» Records shown

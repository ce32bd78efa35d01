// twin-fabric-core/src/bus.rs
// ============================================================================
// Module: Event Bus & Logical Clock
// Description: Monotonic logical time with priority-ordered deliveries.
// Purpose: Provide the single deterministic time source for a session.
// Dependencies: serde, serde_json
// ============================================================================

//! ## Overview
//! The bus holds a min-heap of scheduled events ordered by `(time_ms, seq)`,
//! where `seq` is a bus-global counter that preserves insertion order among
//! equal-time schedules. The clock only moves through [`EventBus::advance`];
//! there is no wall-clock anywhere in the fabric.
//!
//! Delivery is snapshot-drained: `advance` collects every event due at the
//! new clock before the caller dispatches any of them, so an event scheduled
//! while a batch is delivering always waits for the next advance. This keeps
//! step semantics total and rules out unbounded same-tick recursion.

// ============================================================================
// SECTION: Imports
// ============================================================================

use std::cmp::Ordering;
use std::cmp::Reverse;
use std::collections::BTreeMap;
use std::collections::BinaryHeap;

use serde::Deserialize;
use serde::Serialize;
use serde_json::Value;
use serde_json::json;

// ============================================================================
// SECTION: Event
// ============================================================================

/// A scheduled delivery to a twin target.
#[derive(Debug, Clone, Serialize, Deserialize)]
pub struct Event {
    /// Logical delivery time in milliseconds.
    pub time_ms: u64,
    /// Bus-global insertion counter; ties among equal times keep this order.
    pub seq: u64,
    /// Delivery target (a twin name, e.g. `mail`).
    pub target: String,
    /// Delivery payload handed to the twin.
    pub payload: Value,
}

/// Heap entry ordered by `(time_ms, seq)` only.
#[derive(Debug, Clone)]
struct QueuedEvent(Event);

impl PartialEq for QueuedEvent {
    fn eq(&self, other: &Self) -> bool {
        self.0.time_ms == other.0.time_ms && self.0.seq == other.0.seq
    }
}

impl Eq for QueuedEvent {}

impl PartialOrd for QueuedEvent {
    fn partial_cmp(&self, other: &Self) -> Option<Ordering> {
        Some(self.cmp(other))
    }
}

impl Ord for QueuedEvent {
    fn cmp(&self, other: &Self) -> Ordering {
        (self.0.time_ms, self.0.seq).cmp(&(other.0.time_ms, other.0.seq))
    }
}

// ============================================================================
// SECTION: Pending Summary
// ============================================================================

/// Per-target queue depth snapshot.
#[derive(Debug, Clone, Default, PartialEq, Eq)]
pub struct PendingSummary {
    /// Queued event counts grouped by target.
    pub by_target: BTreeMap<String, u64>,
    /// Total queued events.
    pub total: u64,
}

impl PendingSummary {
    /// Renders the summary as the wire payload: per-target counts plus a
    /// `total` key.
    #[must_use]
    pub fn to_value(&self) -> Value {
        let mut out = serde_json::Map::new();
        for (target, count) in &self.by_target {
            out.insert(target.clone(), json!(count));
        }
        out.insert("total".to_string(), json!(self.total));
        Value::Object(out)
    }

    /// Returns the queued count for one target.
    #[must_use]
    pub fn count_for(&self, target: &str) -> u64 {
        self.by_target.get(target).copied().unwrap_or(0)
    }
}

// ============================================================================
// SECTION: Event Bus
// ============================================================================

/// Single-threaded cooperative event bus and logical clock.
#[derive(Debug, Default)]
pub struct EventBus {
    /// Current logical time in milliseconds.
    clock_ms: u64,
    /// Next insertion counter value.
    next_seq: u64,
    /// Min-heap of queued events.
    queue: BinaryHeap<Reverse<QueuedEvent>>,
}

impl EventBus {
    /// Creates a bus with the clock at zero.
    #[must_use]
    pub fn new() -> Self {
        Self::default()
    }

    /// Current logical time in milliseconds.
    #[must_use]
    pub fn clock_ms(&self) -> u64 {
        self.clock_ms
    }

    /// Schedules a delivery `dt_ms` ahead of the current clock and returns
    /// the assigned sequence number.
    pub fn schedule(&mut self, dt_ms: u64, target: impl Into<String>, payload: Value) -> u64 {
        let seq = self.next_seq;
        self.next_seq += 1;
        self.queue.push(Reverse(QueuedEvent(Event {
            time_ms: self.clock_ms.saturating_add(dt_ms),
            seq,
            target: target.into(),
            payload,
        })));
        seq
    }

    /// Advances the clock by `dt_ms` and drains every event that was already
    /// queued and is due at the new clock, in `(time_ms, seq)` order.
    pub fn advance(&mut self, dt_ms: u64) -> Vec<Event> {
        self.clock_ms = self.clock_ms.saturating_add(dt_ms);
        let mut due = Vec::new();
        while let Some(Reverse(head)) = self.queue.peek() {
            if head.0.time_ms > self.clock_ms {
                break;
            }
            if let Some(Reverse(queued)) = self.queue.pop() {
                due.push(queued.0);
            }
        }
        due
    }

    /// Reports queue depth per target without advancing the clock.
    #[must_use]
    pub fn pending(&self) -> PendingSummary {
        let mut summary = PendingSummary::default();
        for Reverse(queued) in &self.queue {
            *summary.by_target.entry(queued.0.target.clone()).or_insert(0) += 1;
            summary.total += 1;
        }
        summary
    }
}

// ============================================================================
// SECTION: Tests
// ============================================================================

...

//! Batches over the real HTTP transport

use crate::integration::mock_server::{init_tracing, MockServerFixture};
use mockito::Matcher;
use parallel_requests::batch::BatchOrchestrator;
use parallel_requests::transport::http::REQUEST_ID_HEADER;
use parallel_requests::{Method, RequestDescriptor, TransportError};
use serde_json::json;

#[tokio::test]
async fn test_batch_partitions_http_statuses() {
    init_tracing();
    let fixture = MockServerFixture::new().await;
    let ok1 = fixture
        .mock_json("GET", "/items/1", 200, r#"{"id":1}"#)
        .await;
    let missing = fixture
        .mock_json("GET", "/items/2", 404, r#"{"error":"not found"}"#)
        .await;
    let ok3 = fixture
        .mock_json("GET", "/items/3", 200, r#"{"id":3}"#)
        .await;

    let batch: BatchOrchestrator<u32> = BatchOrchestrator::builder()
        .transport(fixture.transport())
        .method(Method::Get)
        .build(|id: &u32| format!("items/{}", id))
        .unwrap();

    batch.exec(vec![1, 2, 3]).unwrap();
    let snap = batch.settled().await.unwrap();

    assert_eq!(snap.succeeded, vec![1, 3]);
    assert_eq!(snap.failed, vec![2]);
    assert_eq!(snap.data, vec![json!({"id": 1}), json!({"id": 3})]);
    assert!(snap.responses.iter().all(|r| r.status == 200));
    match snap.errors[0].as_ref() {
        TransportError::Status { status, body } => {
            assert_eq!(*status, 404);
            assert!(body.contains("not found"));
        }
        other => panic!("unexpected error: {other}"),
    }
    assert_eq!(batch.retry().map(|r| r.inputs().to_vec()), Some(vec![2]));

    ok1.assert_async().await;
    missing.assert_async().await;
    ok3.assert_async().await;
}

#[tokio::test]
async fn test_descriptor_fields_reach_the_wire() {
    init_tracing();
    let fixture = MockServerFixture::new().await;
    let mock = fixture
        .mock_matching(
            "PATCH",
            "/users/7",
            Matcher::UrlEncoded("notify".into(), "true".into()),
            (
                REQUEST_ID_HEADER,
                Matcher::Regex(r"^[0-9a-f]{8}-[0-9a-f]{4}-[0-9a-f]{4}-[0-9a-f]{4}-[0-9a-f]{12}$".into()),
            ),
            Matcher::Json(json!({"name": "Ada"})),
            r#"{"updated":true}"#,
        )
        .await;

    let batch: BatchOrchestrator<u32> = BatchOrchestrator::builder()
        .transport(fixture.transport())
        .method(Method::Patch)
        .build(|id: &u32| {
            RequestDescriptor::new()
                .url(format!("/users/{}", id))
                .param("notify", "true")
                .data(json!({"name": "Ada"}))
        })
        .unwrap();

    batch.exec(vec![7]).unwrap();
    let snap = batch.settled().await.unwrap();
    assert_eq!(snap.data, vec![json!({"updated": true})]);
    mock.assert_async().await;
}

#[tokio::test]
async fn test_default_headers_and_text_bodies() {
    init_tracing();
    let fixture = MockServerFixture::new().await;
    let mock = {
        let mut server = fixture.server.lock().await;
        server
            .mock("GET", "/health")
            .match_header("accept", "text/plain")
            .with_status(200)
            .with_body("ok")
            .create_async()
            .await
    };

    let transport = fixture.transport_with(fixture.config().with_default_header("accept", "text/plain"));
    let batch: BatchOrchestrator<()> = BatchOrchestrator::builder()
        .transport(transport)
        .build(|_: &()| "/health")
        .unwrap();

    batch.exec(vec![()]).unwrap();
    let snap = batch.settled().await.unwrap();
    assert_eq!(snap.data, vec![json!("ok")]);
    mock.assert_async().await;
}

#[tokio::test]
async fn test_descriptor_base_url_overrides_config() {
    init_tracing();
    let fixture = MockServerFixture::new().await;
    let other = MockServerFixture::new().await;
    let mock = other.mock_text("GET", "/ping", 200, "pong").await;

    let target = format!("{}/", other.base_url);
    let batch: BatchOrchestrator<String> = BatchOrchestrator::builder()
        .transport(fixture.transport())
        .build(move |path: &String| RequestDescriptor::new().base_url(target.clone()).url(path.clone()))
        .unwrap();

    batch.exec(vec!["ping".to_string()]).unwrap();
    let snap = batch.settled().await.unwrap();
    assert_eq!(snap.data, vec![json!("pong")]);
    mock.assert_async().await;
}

» Problem details
Using the entries above, give again exactly the lines from the line holding "Self::default()" through the line holding "pub fn advance(&mut". Include both end lines and nothing else.

» Exercise response
        Self::default()
    }

    /// Current logical time in milliseconds.
    #[must_use]
    pub fn clock_ms(&self) -> u64 {
        self.clock_ms
    }

    /// Schedules a delivery `dt_ms` ahead of the current clock and returns
    /// the assigned sequence number.
    pub fn schedule(&mut self, dt_ms: u64, target: impl Into<String>, payload: Value) -> u64 {
        let seq = self.next_seq;
        self.next_seq += 1;
        self.queue.push(Reverse(QueuedEvent(Event {
            time_ms: self.clock_ms.saturating_add(dt_ms),
            seq,
            target: target.into(),
            payload,
        })));
        seq
    }

    /// Advances the clock by `dt_ms` and drains every event that was already
    /// queued and is due at the new clock, in `(time_ms, seq)` order.
    pub fn advance(&mut self, dt_ms: u64) -> Vec<Event> {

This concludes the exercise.